:: Given data ::
//! Integration tests for cross-compiler predefine probing.
//!
//! The recorded invocations pin the exact argument vector handed to the
//! compiler; the Unix-only tests run a fake compiler script end to end.

use anyhow::{Context, Result, ensure};
use rstest::rstest;
use shikumi::toolchain::{
    Dispatch, Platform, PredefineProber, ProbeError, SystemRunner, ToolchainEnv,
};
use test_support::{RecordingRunner, Reply};

const WASI_DEFINES: &str = "#define __wasm__ 1\n#define __wasi__ 1\n";

fn argv(items: &[&str]) -> Vec<String> {
    items.iter().map(|item| (*item).to_owned()).collect()
}

#[test]
fn quoted_compiler_path_with_space_is_one_token() -> Result<()> {
    let env = ToolchainEnv::with_target_cc("\"/Users/Toyo Li/wasi-sdk/bin/clang\" -O3")
        .with_cflags("--target=wasm32-wasi-threads -pthread");
    let prober =
        PredefineProber::with_runner(env, Platform::Posix, RecordingRunner::printing(WASI_DEFINES));
    let defines = prober.probe()?;
    ensure!(defines.contains_key("__wasi__"), "missing __wasi__: {defines:?}");

    let calls = prober_calls(&prober);
    let call = calls.first().context("one invocation")?;
    ensure!(
        call.argv
            == argv(&[
                "/Users/Toyo Li/wasi-sdk/bin/clang",
                "-O3",
                "--target=wasm32-wasi-threads",
                "-pthread",
                "-dM",
                "-E",
                "-x",
                "c",
                "/dev/null",
            ]),
        "unexpected argv {:?}",
        call.argv
    );
    ensure!(call.dispatch == Dispatch::Direct);
    Ok(())
}

#[test]
fn windows_paths_are_normalised_and_dispatched_through_the_shell() -> Result<()> {
    let env = ToolchainEnv::with_target_cc("\"C:\\Program Files\\wasi-sdk\\clang.exe\"");
    let prober = PredefineProber::with_runner(
        env,
        Platform::Windows,
        RecordingRunner::printing(WASI_DEFINES),
    );
    prober.probe()?;

    let calls = prober_calls(&prober);
    let call = calls.first().context("one invocation")?;
    let (input, head) = call.argv.split_last().context("argv has an input")?;
    ensure!(
        head == argv(&["C:/Program Files/wasi-sdk/clang.exe", "-dM", "-E", "-x", "c"]).as_slice(),
        "unexpected argv {:?}",
        call.argv
    );
    ensure!(input.ends_with(".c"), "input should be a scratch C file: {input}");
    ensure!(call.dispatch == Dispatch::Shell);
    Ok(())
}

#[test]
fn unquoted_compiler_and_flag_split_on_whitespace() -> Result<()> {
    let env = ToolchainEnv::with_target_cc("/opt/wasi-sdk/bin/clang --target=wasm32");
    let prober =
        PredefineProber::with_runner(env, Platform::Posix, RecordingRunner::printing(WASI_DEFINES));
    prober.probe()?;
    let calls = prober_calls(&prober);
    let call = calls.first().context("one invocation")?;
    ensure!(
        call.argv.get(..2)
            == Some(&argv(&["/opt/wasi-sdk/bin/clang", "--target=wasm32"])[..]),
        "unexpected argv {:?}",
        call.argv
    );
    Ok(())
}

#[test]
fn no_compiler_means_no_process() -> Result<()> {
    let prober = PredefineProber::with_runner(
        ToolchainEnv::default(),
        Platform::Posix,
        RecordingRunner::printing(WASI_DEFINES),
    );
    ensure!(prober.probe()?.is_empty());
    ensure!(prober_calls(&prober).is_empty(), "nothing should be spawned");
    Ok(())
}

#[rstest]
#[case(Reply::Exit(1, "clang: error: unknown target".to_owned()))]
#[case(Reply::LaunchError(std::io::ErrorKind::NotFound))]
#[case(Reply::LaunchError(std::io::ErrorKind::PermissionDenied))]
fn probe_failures_degrade_to_empty(#[case] reply: Reply) -> Result<()> {
    let prober = PredefineProber::with_runner(
        ToolchainEnv::with_target_cc("clang"),
        Platform::Posix,
        RecordingRunner::new(reply),
    );
    ensure!(prober.probe()?.is_empty());
    Ok(())
}

#[test]
fn unbalanced_compiler_quotes_are_fatal() {
    let prober = PredefineProber::with_runner(
        ToolchainEnv::with_target_cc("\"/opt/my clang"),
        Platform::Posix,
        RecordingRunner::printing(WASI_DEFINES),
    );
    let err = prober.probe().expect_err("unbalanced quotes");
    assert!(matches!(
        err,
        ProbeError::MalformedCommand {
            variable: "CC_target",
            ..
        }
    ));
}

#[test]
fn each_probe_runs_the_compiler_again() -> Result<()> {
    let prober = PredefineProber::with_runner(
        ToolchainEnv::with_target_cc("clang"),
        Platform::Posix,
        RecordingRunner::printing(WASI_DEFINES),
    );
    prober.probe()?;
    prober.probe()?;
    ensure!(prober_calls(&prober).len() == 2, "results must not be cached");
    Ok(())
}

fn prober_calls(
    prober: &PredefineProber<RecordingRunner>,
) -> Vec<shikumi::toolchain::Invocation> {
    prober.runner().calls()
}

#[cfg(unix)]
#[test]
fn real_spawn_parses_fake_compiler_output() -> Result<()> {
    let compiler = test_support::fake_compiler("#define __EMSCRIPTEN__ 1\n#define __SIZEOF_INT__ 4")?;
    let env = ToolchainEnv::with_target_cc(compiler.path.as_str()).with_cflags("-sSTRICT=1");
    let prober = PredefineProber::with_runner(env, Platform::Posix, SystemRunner::new(Platform::Posix));
    let defines = prober.probe()?;
    ensure!(
        defines.get("__SIZEOF_INT__").map(String::as_str) == Some("4"),
        "unexpected defines {defines:?}"
    );
    let args = compiler.recorded_args()?;
    ensure!(
        args == argv(&["-sSTRICT=1", "-dM", "-E", "-x", "c", "/dev/null"]),
        "unexpected args {args:?}"
    );
    Ok(())
}

#[cfg(unix)]
#[test]
fn real_spawn_failure_degrades() -> Result<()> {
    let tool = test_support::fake_failing_tool(3, "boom")?;
    let prober = PredefineProber::with_runner(
        ToolchainEnv::with_target_cc(tool.path.as_str()),
        Platform::Posix,
        SystemRunner::new(Platform::Posix),
    );
    ensure!(prober.probe()?.is_empty());
    ensure!(!tool.recorded_args()?.is_empty(), "the tool should have run");
    Ok(())
}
:::
● What is being asked: The full set of records is to be written out once more, word for word.

● Response below:
//! Integration tests for cross-compiler predefine probing.
//!
//! The recorded invocations pin the exact argument vector handed to the
//! compiler; the Unix-only tests run a fake compiler script end to end.

use anyhow::{Context, Result, ensure};
use rstest::rstest;
use shikumi::toolchain::{
    Dispatch, Platform, PredefineProber, ProbeError, SystemRunner, ToolchainEnv,
};
use test_support::{RecordingRunner, Reply};

const WASI_DEFINES: &str = "#define __wasm__ 1\n#define __wasi__ 1\n";

fn argv(items: &[&str]) -> Vec<String> {
    items.iter().map(|item| (*item).to_owned()).collect()
}

#[test]
fn quoted_compiler_path_with_space_is_one_token() -> Result<()> {
    let env = ToolchainEnv::with_target_cc("\"/Users/Toyo Li/wasi-sdk/bin/clang\" -O3")
        .with_cflags("--target=wasm32-wasi-threads -pthread");
    let prober =
        PredefineProber::with_runner(env, Platform::Posix, RecordingRunner::printing(WASI_DEFINES));
    let defines = prober.probe()?;
    ensure!(defines.contains_key("__wasi__"), "missing __wasi__: {defines:?}");

    let calls = prober_calls(&prober);
    let call = calls.first().context("one invocation")?;
    ensure!(
        call.argv
            == argv(&[
                "/Users/Toyo Li/wasi-sdk/bin/clang",
                "-O3",
                "--target=wasm32-wasi-threads",
                "-pthread",
                "-dM",
                "-E",
                "-x",
                "c",
                "/dev/null",
            ]),
        "unexpected argv {:?}",
        call.argv
    );
    ensure!(call.dispatch == Dispatch::Direct);
    Ok(())
}

#[test]
fn windows_paths_are_normalised_and_dispatched_through_the_shell() -> Result<()> {
    let env = ToolchainEnv::with_target_cc("\"C:\\Program Files\\wasi-sdk\\clang.exe\"");
    let prober = PredefineProber::with_runner(
        env,
        Platform::Windows,
        RecordingRunner::printing(WASI_DEFINES),
    );
    prober.probe()?;

    let calls = prober_calls(&prober);
    let call = calls.first().context("one invocation")?;
    let (input, head) = call.argv.split_last().context("argv has an input")?;
    ensure!(
        head == argv(&["C:/Program Files/wasi-sdk/clang.exe", "-dM", "-E", "-x", "c"]).as_slice(),
        "unexpected argv {:?}",
        call.argv
    );
    ensure!(input.ends_with(".c"), "input should be a scratch C file: {input}");
    ensure!(call.dispatch == Dispatch::Shell);
    Ok(())
}

#[test]
fn unquoted_compiler_and_flag_split_on_whitespace() -> Result<()> {
    let env = ToolchainEnv::with_target_cc("/opt/wasi-sdk/bin/clang --target=wasm32");
    let prober =
        PredefineProber::with_runner(env, Platform::Posix, RecordingRunner::printing(WASI_DEFINES));
    prober.probe()?;
    let calls = prober_calls(&prober);
    let call = calls.first().context("one invocation")?;
    ensure!(
        call.argv.get(..2)
            == Some(&argv(&["/opt/wasi-sdk/bin/clang", "--target=wasm32"])[..]),
        "unexpected argv {:?}",
        call.argv
    );
    Ok(())
}

#[test]
fn no_compiler_means_no_process() -> Result<()> {
    let prober = PredefineProber::with_runner(
        ToolchainEnv::default(),
        Platform::Posix,
        RecordingRunner::printing(WASI_DEFINES),
    );
    ensure!(prober.probe()?.is_empty());
    ensure!(prober_calls(&prober).is_empty(), "nothing should be spawned");
    Ok(())
}

#[rstest]
#[case(Reply::Exit(1, "clang: error: unknown target".to_owned()))]
#[case(Reply::LaunchError(std::io::ErrorKind::NotFound))]
#[case(Reply::LaunchError(std::io::ErrorKind::PermissionDenied))]
fn probe_failures_degrade_to_empty(#[case] reply: Reply) -> Result<()> {
    let prober = PredefineProber::with_runner(
        ToolchainEnv::with_target_cc("clang"),
        Platform::Posix,
        RecordingRunner::new(reply),
    );
    ensure!(prober.probe()?.is_empty());
    Ok(())
}

#[test]
fn unbalanced_compiler_quotes_are_fatal() {
    let prober = PredefineProber::with_runner(
        ToolchainEnv::with_target_cc("\"/opt/my clang"),
        Platform::Posix,
        RecordingRunner::printing(WASI_DEFINES),
    );
    let err = prober.probe().expect_err("unbalanced quotes");
    assert!(matches!(
        err,
        ProbeError::MalformedCommand {
            variable: "CC_target",
            ..
        }
    ));
}

#[test]
fn each_probe_runs_the_compiler_again() -> Result<()> {
    let prober = PredefineProber::with_runner(
        ToolchainEnv::with_target_cc("clang"),
        Platform::Posix,
        RecordingRunner::printing(WASI_DEFINES),
    );
    prober.probe()?;
    prober.probe()?;
    ensure!(prober_calls(&prober).len() == 2, "results must not be cached");
    Ok(())
}

fn prober_calls(
    prober: &PredefineProber<RecordingRunner>,
) -> Vec<shikumi::toolchain::Invocation> {
    prober.runner().calls()
}

#[cfg(unix)]
#[test]
fn real_spawn_parses_fake_compiler_output() -> Result<()> {
    let compiler = test_support::fake_compiler("#define __EMSCRIPTEN__ 1\n#define __SIZEOF_INT__ 4")?;
    let env = ToolchainEnv::with_target_cc(compiler.path.as_str()).with_cflags("-sSTRICT=1");
    let prober = PredefineProber::with_runner(env, Platform::Posix, SystemRunner::new(Platform::Posix));
    let defines = prober.probe()?;
    ensure!(
        defines.get("__SIZEOF_INT__").map(String::as_str) == Some("4"),
        "unexpected defines {defines:?}"
    );
    let args = compiler.recorded_args()?;
    ensure!(
        args == argv(&["-sSTRICT=1", "-dM", "-E", "-x", "c", "/dev/null"]),
        "unexpected args {args:?}"
    );
    Ok(())
}

#[cfg(unix)]
#[test]
fn real_spawn_failure_degrades() -> Result<()> {
    let tool = test_support::fake_failing_tool(3, "boom")?;
    let prober = PredefineProber::with_runner(
        ToolchainEnv::with_target_cc(tool.path.as_str()),
        Platform::Posix,
        SystemRunner::new(Platform::Posix),
    );
    ensure!(prober.probe()?.is_empty());
    ensure!(!tool.recorded_args()?.is_empty(), "the tool should have run");
    Ok(())
}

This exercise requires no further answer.